**Exercise requirements**
Check each line below for the word "FetchPage", and copy those that have it.

Extracted records
══════════

//! Typed resource handles
//!
//! Thin views over [`Client`](crate::client::Client): each method is one
//! catalog row away from the generic dispatcher. Payloads stay opaque
//! JSON; this crate does not model the platform's per-resource schemas.

use crate::client::Client;
use crate::error::Result;
use crate::http::RequestConfig;
use crate::pagination::PageStream;
use crate::template::PathParams;
use crate::types::{JsonObject, JsonValue};

macro_rules! handle {
    ($name:ident) => {
        #[derive(Debug, Clone, Copy)]
        pub struct $name<'a> {
            client: &'a Client,
        }

        impl<'a> $name<'a> {
            pub(crate) fn new(client: &'a Client) -> Self {
                Self { client }
            }
        }
    };
}

fn guid(key: &'static str, value: &str) -> PathParams {
    PathParams::new().set(key, value)
}

// ============================================================================
// Tasks
// ============================================================================

handle!(Tasks);

impl Tasks<'_> {
    pub async fn create(&self, body: JsonValue) -> Result<JsonObject> {
        self.client
            .call("task.create", &PathParams::new(), RequestConfig::new().json(body))
            .await
    }

    pub async fn get(&self, task_guid: &str) -> Result<JsonObject> {
        self.client
            .call("task.get", &guid("task_guid", task_guid), RequestConfig::new())
            .await
    }

    pub async fn patch(&self, task_guid: &str, body: JsonValue) -> Result<JsonObject> {
        self.client
            .call(
                "task.patch",
                &guid("task_guid", task_guid),
                RequestConfig::new().json(body),
            )
            .await
    }

    pub async fn delete(&self, task_guid: &str) -> Result<JsonObject> {
        self.client
            .call("task.delete", &guid("task_guid", task_guid), RequestConfig::new())
            .await
    }

    /// Lazy page stream over all tasks visible to the caller
    pub fn list(&self, request: RequestConfig) -> Result<PageStream> {
        self.client.list("task.list", &PathParams::new(), request)
    }

    /// Tasklists a task belongs to
    pub fn tasklists(&self, task_guid: &str, request: RequestConfig) -> Result<PageStream> {
        self.client
            .list("task.tasklists", &guid("task_guid", task_guid), request)
    }

    pub async fn create_subtask(&self, task_guid: &str, body: JsonValue) -> Result<JsonObject> {
        self.client
            .call(
                "task.subtask.create",
                &guid("task_guid", task_guid),
                RequestConfig::new().json(body),
            )
            .await
    }

    pub fn subtasks(&self, task_guid: &str, request: RequestConfig) -> Result<PageStream> {
        self.client
            .list("task.subtask.list", &guid("task_guid", task_guid), request)
    }

    pub async fn add_members(&self, task_guid: &str, body: JsonValue) -> Result<JsonObject> {
        self.mutate("task.add_members", task_guid, body).await
    }

    pub async fn remove_members(&self, task_guid: &str, body: JsonValue) -> Result<JsonObject> {
        self.mutate("task.remove_members", task_guid, body).await
    }

    pub async fn add_reminders(&self, task_guid: &str, body: JsonValue) -> Result<JsonObject> {
        self.mutate("task.add_reminders", task_guid, body).await
    }

    pub async fn remove_reminders(&self, task_guid: &str, body: JsonValue) -> Result<JsonObject> {
        self.mutate("task.remove_reminders", task_guid, body).await
    }

    pub async fn add_dependencies(&self, task_guid: &str, body: JsonValue) -> Result<JsonObject> {
        self.mutate("task.add_dependencies", task_guid, body).await
    }

    pub async fn remove_dependencies(&self, task_guid: &str, body: JsonValue) -> Result<JsonObject> {
        self.mutate("task.remove_dependencies", task_guid, body).await
    }

    pub async fn add_tasklist(&self, task_guid: &str, body: JsonValue) -> Result<JsonObject> {
        self.mutate("task.add_tasklist", task_guid, body).await
    }

    pub async fn remove_tasklist(&self, task_guid: &str, body: JsonValue) -> Result<JsonObject> {
        self.mutate("task.remove_tasklist", task_guid, body).await
    }

    async fn mutate(
        &self,
        endpoint: &str,
        task_guid: &str,
        body: JsonValue,
    ) -> Result<JsonObject> {
        self.client
            .call(
                endpoint,
                &guid("task_guid", task_guid),
                RequestConfig::new().json(body),
            )
            .await
    }
}

// ============================================================================
// Tasklists
// ============================================================================

handle!(Tasklists);

impl Tasklists<'_> {
    pub async fn create(&self, body: JsonValue) -> Result<JsonObject> {
        self.client
            .call(
                "tasklist.create",
                &PathParams::new(),
                RequestConfig::new().json(body),
            )
            .await
    }

    pub async fn get(&self, tasklist_guid: &str) -> Result<JsonObject> {
        self.client
            .call(
                "tasklist.get",
                &guid("tasklist_guid", tasklist_guid),
                RequestConfig::new(),
            )
            .await
    }

    pub async fn patch(&self, tasklist_guid: &str, body: JsonValue) -> Result<JsonObject> {
        self.client
            .call(
                "tasklist.patch",
                &guid("tasklist_guid", tasklist_guid),
                RequestConfig::new().json(body),
            )
            .await
    }

    pub async fn delete(&self, tasklist_guid: &str) -> Result<JsonObject> {
        self.client
            .call(
                "tasklist.delete",
                &guid("tasklist_guid", tasklist_guid),
                RequestConfig::new(),
            )
            .await
    }

    pub fn list(&self, request: RequestConfig) -> Result<PageStream> {
        self.client.list("tasklist.list", &PathParams::new(), request)
    }

    /// Tasks within a tasklist
    pub fn tasks(&self, tasklist_guid: &str, request: RequestConfig) -> Result<PageStream> {
        self.client
            .list("tasklist.tasks", &guid("tasklist_guid", tasklist_guid), request)
    }

    pub async fn add_members(&self, tasklist_guid: &str, body: JsonValue) -> Result<JsonObject> {
        self.client
            .call(
                "tasklist.add_members",
                &guid("tasklist_guid", tasklist_guid),
                RequestConfig::new().json(body),
            )
            .await
    }

    pub async fn remove_members(&self, tasklist_guid: &str, body: JsonValue) -> Result<JsonObject> {
        self.client
            .call(
                "tasklist.remove_members",
                &guid("tasklist_guid", tasklist_guid),
                RequestConfig::new().json(body),
            )
            .await
    }
}

// ============================================================================
// Sections
// ============================================================================

handle!(Sections);

impl Sections<'_> {
    pub async fn create(&self, body: JsonValue) -> Result<JsonObject> {
        self.client
            .call(
                "section.create",
                &PathParams::new(),
                RequestConfig::new().json(body),
            )
            .await
    }

    pub async fn get(&self, section_guid: &str) -> Result<JsonObject> {
        self.client
            .call(
                "section.get",
                &guid("section_guid", section_guid),
                RequestConfig::new(),
            )
            .await
    }

    pub async fn patch(&self, section_guid: &str, body: JsonValue) -> Result<JsonObject> {
        self.client
            .call(
                "section.patch",
                &guid("section_guid", section_guid),
                RequestConfig::new().json(body),
            )
            .await
    }

    pub async fn delete(&self, section_guid: &str) -> Result<JsonObject> {
        self.client
            .call(
                "section.delete",
                &guid("section_guid", section_guid),
                RequestConfig::new(),
            )
            .await
    }

    /// Sections of a resource; filter with query params (`resource_type`,
    /// `resource_id`)
    pub fn list(&self, request: RequestConfig) -> Result<PageStream> {
        self.client.list("section.list", &PathParams::new(), request)
    }

    pub fn tasks(&self, section_guid: &str, request: RequestConfig) -> Result<PageStream> {
        self.client
            .list("section.tasks", &guid("section_guid", section_guid), request)
    }
}

// ============================================================================
// Comments
// ============================================================================

handle!(Comments);

impl Comments<'_> {
    pub async fn create(&self, body: JsonValue) -> Result<JsonObject> {
        self.client
            .call(
                "comment.create",
                &PathParams::new(),
                RequestConfig::new().json(body),
            )
            .await
    }

    pub async fn get(&self, comment_id: &str) -> Result<JsonObject> {
        self.client
            .call(
                "comment.get",
                &guid("comment_id", comment_id),
                RequestConfig::new(),
            )
            .await
    }

    pub async fn patch(&self, comment_id: &str, body: JsonValue) -> Result<JsonObject> {
        self.client
            .call(
                "comment.patch",
                &guid("comment_id", comment_id),
                RequestConfig::new().json(body),
            )
            .await
    }

    pub async fn delete(&self, comment_id: &str) -> Result<JsonObject> {
        self.client
            .call(
                "comment.delete",
                &guid("comment_id", comment_id),
                RequestConfig::new(),
            )
            .await
    }

    /// Comments on a resource; filter with query params (`resource_type`,
    /// `resource_id`)
    pub fn list(&self, request: RequestConfig) -> Result<PageStream> {
        self.client.list("comment.list", &PathParams::new(), request)
    }
}

// ============================================================================
// Attachments
// ============================================================================

handle!(Attachments);

impl Attachments<'_> {
    pub async fn get(&self, attachment_guid: &str) -> Result<JsonObject> {
        self.client
            .call(
                "attachment.get",
                &guid("attachment_guid", attachment_guid),
                RequestConfig::new(),
            )
            .await
    }

    pub async fn delete(&self, attachment_guid: &str) -> Result<JsonObject> {
        self.client
            .call(
                "attachment.delete",
                &guid("attachment_guid", attachment_guid),
                RequestConfig::new(),
            )
            .await
    }

    pub fn list(&self, request: RequestConfig) -> Result<PageStream> {
        self.client
            .list("attachment.list", &PathParams::new(), request)
    }
}

// ============================================================================
// Custom fields
// ============================================================================

handle!(CustomFields);

impl CustomFields<'_> {
    pub async fn create(&self, body: JsonValue) -> Result<JsonObject> {
        self.client
            .call(
                "custom_field.create",
                &PathParams::new(),
                RequestConfig::new().json(body),
            )
            .await
    }

    pub async fn get(&self, custom_field_guid: &str) -> Result<JsonObject> {
        self.client
            .call(
                "custom_field.get",
                &guid("custom_field_guid", custom_field_guid),
                RequestConfig::new(),
            )
            .await
    }

    pub async fn patch(&self, custom_field_guid: &str, body: JsonValue) -> Result<JsonObject> {
        self.client
            .call(
                "custom_field.patch",
                &guid("custom_field_guid", custom_field_guid),
                RequestConfig::new().json(body),
            )
            .await
    }

    pub fn list(&self, request: RequestConfig) -> Result<PageStream> {
        self.client
            .list("custom_field.list", &PathParams::new(), request)
    }

    /// Attach the field to a resource
    pub async fn add(&self, custom_field_guid: &str, body: JsonValue) -> Result<JsonObject> {
        self.client
            .call(
                "custom_field.add",
                &guid("custom_field_guid", custom_field_guid),
                RequestConfig::new().json(body),
            )
            .await
    }

    /// Detach the field from a resource
    pub async fn remove(&self, custom_field_guid: &str, body: JsonValue) -> Result<JsonObject> {
        self.client
            .call(
                "custom_field.remove",
                &guid("custom_field_guid", custom_field_guid),
                RequestConfig::new().json(body),
            )
            .await
    }

    pub async fn create_option(
        &self,
        custom_field_guid: &str,
        body: JsonValue,
    ) -> Result<JsonObject> {
        self.client
            .call(
                "custom_field.option.create",
                &guid("custom_field_guid", custom_field_guid),
                RequestConfig::new().json(body),
            )
            .await
    }

    pub async fn patch_option(
        &self,
        custom_field_guid: &str,
        option_guid: &str,
        body: JsonValue,
    ) -> Result<JsonObject> {
        let params = PathParams::new()
            .set("custom_field_guid", custom_field_guid)
            .set("option_guid", option_guid);
        self.client
            .call(
                "custom_field.option.patch",
                &params,
                RequestConfig::new().json(body),
            )
            .await
    }
}
//! API client and generic dispatch
//!
//! `Client` turns catalog rows into HTTP calls: it renders the path
//! template, issues the request through the shared transport, and decodes
//! the `{ code, msg, data }` envelope. Paginated endpoints are bound into
//! a [`FetchPage`] capability and driven by the pagination module.

use crate::catalog::{self, Endpoint};
use crate::envelope::Envelope;
use crate::error::{Error, Result};
use crate::http::{HttpClient, HttpClientConfig, RequestConfig};
use crate::pagination::{FetchPage, PageStream, PagedFetcher};
use crate::resources::{Attachments, Comments, CustomFields, Sections, Tasklists, Tasks};
use crate::template::{self, PathParams};
use crate::types::{JsonObject, Method};
use async_trait::async_trait;
use std::sync::Arc;
use tracing::{debug, warn};

/// Client for the platform's task API
///
/// Cheap to clone; all clones share one transport.
#[derive(Debug, Clone)]
pub struct Client {
    http: Arc<HttpClient>,
}

impl Client {
    /// Create a client from transport configuration
    pub fn new(config: HttpClientConfig) -> Self {
        Self {
            http: Arc::new(HttpClient::with_config(config)),
        }
    }

    /// Create a client from an existing transport
    pub fn from_http(http: HttpClient) -> Self {
        Self {
            http: Arc::new(http),
        }
    }

    /// The underlying transport
    pub fn http(&self) -> &HttpClient {
        &self.http
    }

    /// Invoke a non-paginated endpoint by catalog name.
    ///
    /// Returns the envelope's `data` payload; a non-zero envelope code
    /// becomes `Error::Api`.
    pub async fn call(
        &self,
        endpoint: &str,
        params: &PathParams,
        request: RequestConfig,
    ) -> Result<JsonObject> {
        let endpoint = catalog::find(endpoint).ok_or_else(|| Error::unknown_endpoint(endpoint))?;
        self.dispatch(endpoint, params, request).await
    }

    /// Open a lazy page stream over a paginated endpoint.
    ///
    /// `request` holds the caller's static filters and page-size hint; the
    /// pagination loop injects the cursor. Each call starts a fresh
    /// traversal from the cursorless request.
    pub fn list(
        &self,
        endpoint: &str,
        params: &PathParams,
        request: RequestConfig,
    ) -> Result<PageStream> {
        let endpoint = catalog::find(endpoint).ok_or_else(|| Error::unknown_endpoint(endpoint))?;
        if !endpoint.paginated {
            return Err(Error::config(format!(
                "endpoint '{}' is not paginated",
                endpoint.name
            )));
        }

        let path = template::render(endpoint.path, params)?;
        let bound = BoundEndpoint {
            http: self.http.clone(),
            name: endpoint.name,
            method: endpoint.method,
            path,
        };
        Ok(PagedFetcher::new(bound, request).into_stream())
    }

    async fn dispatch(
        &self,
        endpoint: &'static Endpoint,
        params: &PathParams,
        request: RequestConfig,
    ) -> Result<JsonObject> {
        let path = template::render(endpoint.path, params)?;
        debug!(endpoint = endpoint.name, %path, "dispatching");

        let envelope: Envelope = self
            .http
            .request_json(endpoint.method.into(), &path, request)
            .await?;
        envelope.into_data()
    }

    // ========================================================================
    // Resource handles
    // ========================================================================

    /// Task operations
    pub fn tasks(&self) -> Tasks<'_> {
        Tasks::new(self)
    }

    /// Tasklist operations
    pub fn tasklists(&self) -> Tasklists<'_> {
        Tasklists::new(self)
    }

    /// Tasklist section operations
    pub fn sections(&self) -> Sections<'_> {
        Sections::new(self)
    }

    /// Comment operations
    pub fn comments(&self) -> Comments<'_> {
        Comments::new(self)
    }

    /// Attachment operations
    pub fn attachments(&self) -> Attachments<'_> {
        Attachments::new(self)
    }

    /// Custom field operations
    pub fn custom_fields(&self) -> CustomFields<'_> {
        CustomFields::new(self)
    }
}

/// A paginated endpoint bound to its URL and verb
///
/// Per the pagination contract, fetch errors are logged here, at the
/// wrapper, before they surface to the page stream.
struct BoundEndpoint {
    http: Arc<HttpClient>,
    name: &'static str,
    method: Method,
    path: String,
}

#[async_trait]
impl FetchPage for BoundEndpoint {
    async fn fetch_page(&self, request: RequestConfig) -> Result<Envelope> {
        let outcome: Result<Envelope> = self
            .http
            .request_json(self.method.into(), &self.path, request)
            .await;

        if let Err(ref err) = outcome {
            warn!(endpoint = self.name, path = %self.path, error = %err, "page fetch failed");
        }
        outcome
    }
}
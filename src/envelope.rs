//! Response envelope
//!
//! Every platform response wraps its payload in `{ code, msg, data }`.
//! `code == 0` is success; anything else carries a platform error code and
//! message. List endpoints additionally put pagination metadata inside
//! `data` (handled by the pagination module, not here).

use crate::error::{Error, Result};
use crate::types::JsonObject;
use serde::{Deserialize, Serialize};

/// Wire envelope for all API responses
#[derive(Debug, Clone, Serialize, Deserialize)]
pub struct Envelope {
    /// Platform status code; 0 means success
    #[serde(default)]
    pub code: i64,

    /// Human-readable status message
    #[serde(default)]
    pub msg: String,

    /// Response payload; may be absent even on success
    #[serde(default, skip_serializing_if = "Option::is_none")]
    pub data: Option<JsonObject>,
}

impl Envelope {
    /// Check whether the envelope reports success
    pub fn is_ok(&self) -> bool {
        self.code == 0
    }

    /// Unwrap the payload, converting a non-zero code into `Error::Api`.
    ///
    /// A missing `data` object on a success envelope is tolerated and
    /// returned as an empty object.
    pub fn into_data(self) -> Result<JsonObject> {
        if self.code != 0 {
            return Err(Error::api(self.code, self.msg));
        }
        Ok(self.data.unwrap_or_default())
    }
}
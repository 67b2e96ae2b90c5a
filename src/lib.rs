//! Ten-pin bowling scorekeeper (workspace facade crate).
//!
//! This package exposes a single `tenpin::{core,engine,input,term,types}` public
//! API while the implementation lives in dedicated crates under `crates/`.

pub use tenpin_core as core;
pub use tenpin_engine as engine;
pub use tenpin_input as input;
pub use tenpin_term as term;
pub use tenpin_types as types;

══════════

**Response**
//! a [`FetchPage`] capability and driven by the pagination module.
use crate::pagination::{FetchPage, PageStream, PagedFetcher};
impl FetchPage for BoundEndpoint {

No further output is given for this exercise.